Methods of nutrition provided in the microscope. Even optical models may require a power source to run the backlight (see above), while for other varieties, power is almost a must. Some models may support multiple power types.

— 230 V network. Connection to a regular 230 V socket. Quite a convenient and practical option, only poorly suitable for portable models (see above).

— USB port. Power supply from the USB connector is often found in digital microscopes (see "How it works"): the device is powered from the same connector through which it is connected to a computer or other external screen. And in optical models, such power supply can be provided in addition to the 230 V network described above. Note that USB ports, among other things, are also found in laptops and other portable devices, which makes it possible to use such microscopes even if there are no outlets nearby.
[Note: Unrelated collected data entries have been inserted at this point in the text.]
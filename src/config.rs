//! Engine configuration.
//!
//! All knobs are explicit and passed at construction; nothing is read from
//! the environment inside the engine.

const DEFAULT_CODE_TTL_SECONDS: i64 = 15 * 60;
const DEFAULT_LOCK_THRESHOLD: i32 = 5;
const DEFAULT_LOCK_DURATION_SECONDS: i64 = 30 * 60;
const DEFAULT_ACCESS_TOKEN_TTL_SECONDS: i64 = 15 * 60;
const DEFAULT_REFRESH_TOKEN_TTL_SECONDS: i64 = 7 * 24 * 60 * 60;
const DEFAULT_HASH_COST: u32 = 12;

/// Configuration for the account lifecycle engine.
///
/// Verification and reset codes share one TTL (15 minutes). The legacy
/// 24-hour verification window is superseded and intentionally not
/// representable as a separate knob.
#[derive(Clone, Debug)]
pub struct AuthConfig {
    code_ttl_seconds: i64,
    lock_threshold: i32,
    lock_duration_seconds: i64,
    access_token_ttl_seconds: i64,
    refresh_token_ttl_seconds: i64,
    hash_cost: u32,
}

impl AuthConfig {
    #[must_use]
    pub fn new() -> Self {
        Self {
            code_ttl_seconds: DEFAULT_CODE_TTL_SECONDS,
            lock_threshold: DEFAULT_LOCK_THRESHOLD,
            lock_duration_seconds: DEFAULT_LOCK_DURATION_SECONDS,
            access_token_ttl_seconds: DEFAULT_ACCESS_TOKEN_TTL_SECONDS,
            refresh_token_ttl_seconds: DEFAULT_REFRESH_TOKEN_TTL_SECONDS,
            hash_cost: DEFAULT_HASH_COST,
        }
    }

    #[must_use]
    pub fn with_code_ttl_seconds(mut self, seconds: i64) -> Self {
        self.code_ttl_seconds = seconds;
        self
    }

    #[must_use]
    pub fn with_lock_threshold(mut self, threshold: i32) -> Self {
        self.lock_threshold = threshold;
        self
    }

    #[must_use]
    pub fn with_lock_duration_seconds(mut self, seconds: i64) -> Self {
        self.lock_duration_seconds = seconds;
        self
    }

    #[must_use]
    pub fn with_access_token_ttl_seconds(mut self, seconds: i64) -> Self {
        self.access_token_ttl_seconds = seconds;
        self
    }

    #[must_use]
    pub fn with_refresh_token_ttl_seconds(mut self, seconds: i64) -> Self {
        self.refresh_token_ttl_seconds = seconds;
        self
    }

    #[must_use]
    pub fn with_hash_cost(mut self, cost: u32) -> Self {
        self.hash_cost = cost;
        self
    }

    #[must_use]
    pub fn code_ttl_seconds(&self) -> i64 {
        self.code_ttl_seconds
    }

    #[must_use]
    pub fn lock_threshold(&self) -> i32 {
        self.lock_threshold
    }

    #[must_use]
    pub fn lock_duration_seconds(&self) -> i64 {
        self.lock_duration_seconds
    }

    #[must_use]
    pub fn access_token_ttl_seconds(&self) -> i64 {
        self.access_token_ttl_seconds
    }

    #[must_use]
    pub fn refresh_token_ttl_seconds(&self) -> i64 {
        self.refresh_token_ttl_seconds
    }

    #[must_use]
    pub fn hash_cost(&self) -> u32 {
        self.hash_cost
    }
}

impl Default for AuthConfig {
    fn default() -> Self {
        Self::new()
    }
}

#[cfg(test)]
mod tests {
    use super::AuthConfig;

    #[test]
    fn auth_config_defaults_and_overrides() {
        let config = AuthConfig::new();

        assert_eq!(config.code_ttl_seconds(), super::DEFAULT_CODE_TTL_SECONDS);
        assert_eq!(config.lock_threshold(), super::DEFAULT_LOCK_THRESHOLD);
        assert_eq!(
            config.lock_duration_seconds(),
            super::DEFAULT_LOCK_DURATION_SECONDS
        );
        assert_eq!(
            config.access_token_ttl_seconds(),
            super::DEFAULT_ACCESS_TOKEN_TTL_SECONDS
        );
        assert_eq!(
            config.refresh_token_ttl_seconds(),
            super::DEFAULT_REFRESH_TOKEN_TTL_SECONDS
        );
        assert_eq!(config.hash_cost(), super::DEFAULT_HASH_COST);

        let config = config
            .with_code_ttl_seconds(60)
            .with_lock_threshold(3)
            .with_lock_duration_seconds(120)
            .with_access_token_ttl_seconds(30)
            .with_refresh_token_ttl_seconds(3600)
            .with_hash_cost(4);

        assert_eq!(config.code_ttl_seconds(), 60);
        assert_eq!(config.lock_threshold(), 3);
        assert_eq!(config.lock_duration_seconds(), 120);
        assert_eq!(config.access_token_ttl_seconds(), 30);
        assert_eq!(config.refresh_token_ttl_seconds(), 3600);
        assert_eq!(config.hash_cost(), 4);
    }
}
This is especially useful for portable devices (see above).

— Accumulator. Powered by its own built-in battery, in some cases — non-removable. This option makes the microscope completely autonomous and allows you to use it even in the complete absence of external power sources nearby. On the other hand, this moment is relevant mainly for portable models, and then only in some cases, and the built-in battery noticeably affects the weight, dimensions and price of the device. Therefore, purely cordless microscopes are extremely rare, more often this method of power supply is pro...vided in addition to the 230 V network or USB (see above) — as a spare in case of problems with external power.

— Batteries. Another type of autonomous power supply, along with the batteries described above. The presence of a battery compartment is cheaper than the built-in battery, but the batteries themselves have to be purchased separately — and either regularly buy disposable cells, or pay a rather large amount for batteries and a charger for them. In addition, the quality of batteries is highly dependent on the specific brand, and not all cells can normally “start” the microscope and provide an acceptable battery life. Therefore, such power, like battery power, is rare in its pure form, more often it complements the connection to a 230 V network or USB.